__Your instructions__: Extract, from the listing that follows, each line containing the word "sort".
BEGIN Listed entries
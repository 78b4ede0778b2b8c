pub mod derived;
pub mod legacy;
pub mod markdown;
pub mod slug;

use serde::{Deserialize, Serialize};

#[derive(Debug, Clone, Copy, PartialEq, Eq, Serialize, Deserialize)]
#[serde(rename_all = "lowercase")]
pub enum PostStatus {
    Draft,
    Published,
}

impl PostStatus {
    pub fn as_str(self) -> &'static str {
        match self {
            Self::Draft => "draft",
            Self::Published => "published",
        }
    }

    pub fn parse(s: &str) -> Option<Self> {
        match s {
            "draft" => Some(Self::Draft),
            "published" => Some(Self::Published),
            _ => None,
        }
    }
}

/// 存量内容的两种形态：本管线写入的内容一律是 Markdown 字符串，
/// 历史数据可能是早期富文本编辑器的结构化 JSON 文档。
/// Legacy 变体不出此模块边界，加载即归一化
#[derive(Debug)]
pub enum StoredContent {
    Markdown(String),
    Legacy(serde_json::Value),
}

impl StoredContent {
    /// 判定存储形态。只有整体解析为 {"type": "doc", ...} 对象时才视为旧格式，
    /// 其余一律按 Markdown 处理（包括恰好以 `{` 开头的普通文本）
    pub fn parse(raw: &str) -> Self {
        if raw.trim_start().starts_with('{')
            && let Ok(value) = serde_json::from_str::<serde_json::Value>(raw)
            && value.get("type").and_then(|t| t.as_str()) == Some("doc")
        {
            return Self::Legacy(value);
        }
        Self::Markdown(raw.to_string())
    }

    /// 归一化为 Markdown：字符串原样返回（不动点），旧格式走单向转换
    pub fn into_markdown(self) -> String {
        match self {
            Self::Markdown(s) => s,
            Self::Legacy(doc) => legacy::convert_document(&doc),
        }
    }

    pub fn is_legacy(&self) -> bool {
        matches!(self, Self::Legacy(_))
    }
}

#[cfg(test)]
mod tests {
    use super::*;

    #[test]
    fn markdown_passthrough_is_identity() {
        let source = "# 标题\n\n正文 **加粗**。";
        let once = StoredContent::parse(source).into_markdown();
        let twice = StoredContent::parse(&once).into_markdown();
        assert_eq!(once, source);
        assert_eq!(twice, source);
    }

    #[test]
    fn doc_object_detected_as_legacy() {
        let raw = r#"{"type":"doc","content":[]}"#;
        assert!(StoredContent::parse(raw).is_legacy());
    }

    #[test]
    fn plain_json_that_is_not_a_doc_stays_markdown() {
        let raw = r#"{"type":"note","content":[]}"#;
        assert!(!StoredContent::parse(raw).is_legacy());
        // 以 { 开头但不是合法 JSON 的文本同样按 Markdown 处理
        assert!(!StoredContent::parse("{ 这是一段普通文字").is_legacy());
    }

    #[test]
    fn status_round_trip() {
        assert_eq!(PostStatus::parse("draft"), Some(PostStatus::Draft));
        assert_eq!(PostStatus::parse("published"), Some(PostStatus::Published));
        assert_eq!(PostStatus::parse("archived"), None);
        assert_eq!(PostStatus::Published.as_str(), "published");
    }
}
use axum::Router;
use axum::routing::{get, post};
use tower_http::cors::{Any, CorsLayer};

use crate::state::AppState;

pub mod health;
pub mod posts;
pub mod views;

pub fn router(state: AppState) -> Router {
    // 写作后台接口。登录/会话校验由前置网关负责，不在本服务内实现
    let admin_api = Router::new()
        .route(
            "/admin/api/posts",
            get(posts::list_posts).post(posts::create_post),
        )
        .route(
            "/admin/api/posts/{id}",
            get(posts::get_post).post(posts::update_post),
        )
        .route("/admin/api/posts/{id}/delete", post(posts::delete_post))
        .route("/admin/api/posts/{id}/publish", post(posts::publish_post))
        .route("/admin/api/posts/{id}/unpublish", post(posts::unpublish_post))
        .route("/admin/api/slug-check", get(posts::check_slug))
        .route("/admin/api/preview", post(posts::preview_markdown));

    // 读者侧公开接口：浏览计数与健康检查，允许站点前端跨域调用
    let public_api = Router::new()
        .route("/api/posts/{id}/views", post(views::increment_views))
        .route("/api/health", get(health::health_check))
        .layer(CorsLayer::new().allow_origin(Any).allow_methods(Any));

    Router::new()
        .merge(admin_api)
        .merge(public_api)
        .with_state(state)
}
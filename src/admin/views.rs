use axum::Json;
use axum::extract::{Path, State};
use serde_json::json;

use crate::error::ApiError;
use crate::state::AppState;

/// 浏览计数。读者端在页面渲染完成后异步调用一次，
/// 失败与否都不应影响阅读；等待结果的调用方会拿到错误
pub async fn increment_views(
    State(state): State<AppState>,
    Path(id): Path<String>,
) -> Result<Json<serde_json::Value>, ApiError> {
    let views = state.posts().increment_views(&id).await?;
    Ok(Json(json!({ "views": views })))
}
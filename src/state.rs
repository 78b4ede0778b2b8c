use crate::config::SiteConfig;
use crate::repository::PostRepository;
use crate::service::PostService;
use anyhow::Result;
use sqlx::SqlitePool;
use std::path::Path;
use std::sync::Arc;

#[derive(Clone)]
pub struct AppState {
    pub db: SqlitePool,
    pub config: Arc<SiteConfig>,
}

impl AppState {
    pub async fn new(project_root: &Path, config: SiteConfig) -> Result<Self> {
        let db_path = project_root.join("mdblog.db");
        let db_url = format!("sqlite:{}?mode=rwc", db_path.display());

        let pool = SqlitePool::connect(&db_url).await?;

        sqlx::migrate!("./migrations")
            .run(&pool)
            .await
            .map_err(|e| anyhow::anyhow!("数据库迁移失败：{}", e))?;

        Ok(Self {
            db: pool,
            config: Arc::new(config),
        })
    }

    /// 按需构造文章服务，内部仅克隆连接池与配置引用
    pub fn posts(&self) -> PostService {
        PostService::new(PostRepository::new(self.db.clone()), self.config.clone())
    }
}
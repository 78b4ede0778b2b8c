pub mod post;

pub use post::PostService;
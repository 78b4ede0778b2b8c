use axum::Json;
use axum::extract::{Path, Query, State};
use axum::http::StatusCode;
use axum::response::{IntoResponse, Response};
use serde::Deserialize;
use serde_json::json;

use crate::content::{PostStatus, markdown};
use crate::error::ApiError;
use crate::service::post::{ListQuery, Post, PostSummary, SavePostRequest};
use crate::state::AppState;

#[derive(Deserialize)]
pub struct ListParams {
    pub page: Option<u32>,
    pub per_page: Option<i64>,
    pub status: Option<String>,
    pub search: Option<String>,
    pub sort: Option<String>,
}

pub async fn list_posts(
    State(state): State<AppState>,
    Query(params): Query<ListParams>,
) -> Result<Json<Vec<PostSummary>>, ApiError> {
    let status = match params.status.as_deref() {
        Some(s) if !s.is_empty() => {
            Some(PostStatus::parse(s).ok_or_else(|| {
                ApiError::validation("status", "状态只能是 draft 或 published")
            })?)
        }
        _ => None,
    };

    let posts = state
        .posts()
        .list(&ListQuery {
            page: params.page.unwrap_or(1),
            per_page: params.per_page,
            status,
            search: params.search.filter(|s| !s.is_empty()),
            sort: params.sort,
        })
        .await?;
    Ok(Json(posts))
}

pub async fn get_post(
    State(state): State<AppState>,
    Path(id): Path<String>,
) -> Result<Json<Post>, ApiError> {
    let post = state.posts().get(&id).await?;
    Ok(Json(post))
}

pub async fn create_post(
    State(state): State<AppState>,
    Json(body): Json<SavePostRequest>,
) -> Result<Response, ApiError> {
    let post = state.posts().save(None, &body).await?;
    tracing::info!("文章已创建：{}（{}）", post.id, post.slug);
    Ok((StatusCode::CREATED, Json(post)).into_response())
}

pub async fn update_post(
    State(state): State<AppState>,
    Path(id): Path<String>,
    Json(body): Json<SavePostRequest>,
) -> Result<Json<Post>, ApiError> {
    let post = state.posts().save(Some(&id), &body).await?;
    Ok(Json(post))
}

pub async fn delete_post(
    State(state): State<AppState>,
    Path(id): Path<String>,
) -> Result<Json<serde_json::Value>, ApiError> {
    state.posts().delete(&id).await?;
    tracing::info!("文章已删除：{id}");
    Ok(Json(json!({ "ok": true })))
}

pub async fn publish_post(
    State(state): State<AppState>,
    Path(id): Path<String>,
) -> Result<Json<Post>, ApiError> {
    let post = state.posts().set_status(&id, PostStatus::Published).await?;
    tracing::info!("文章已发布：{id}");
    Ok(Json(post))
}

pub async fn unpublish_post(
    State(state): State<AppState>,
    Path(id): Path<String>,
) -> Result<Json<Post>, ApiError> {
    let post = state.posts().set_status(&id, PostStatus::Draft).await?;
    tracing::info!("文章已撤回草稿：{id}");
    Ok(Json(post))
}

#[derive(Deserialize)]
#[serde(rename_all = "camelCase")]
pub struct SlugCheckParams {
    pub slug: String,
    pub excluding_id: Option<String>,
}

pub async fn check_slug(
    State(state): State<AppState>,
    Query(params): Query<SlugCheckParams>,
) -> Result<Json<serde_json::Value>, ApiError> {
    let slug = params.slug.trim();
    if slug.is_empty() {
        return Err(ApiError::validation("slug", "slug 不能为空"));
    }

    let available = state
        .posts()
        .slug_available(slug, params.excluding_id.as_deref())
        .await?;
    Ok(Json(json!({ "available": available })))
}

#[derive(Deserialize)]
pub struct PreviewBody {
    pub content: String,
}

/// 编辑器预览：Markdown 渲染为 HTML。纯计算，不落库
pub async fn preview_markdown(Json(body): Json<PreviewBody>) -> Json<serde_json::Value> {
    Json(json!({ "html": markdown::render_markdown(&body.content) }))
}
END Listed entries
__Output below__:
    pub sort: Option<String>,
            sort: params.sort,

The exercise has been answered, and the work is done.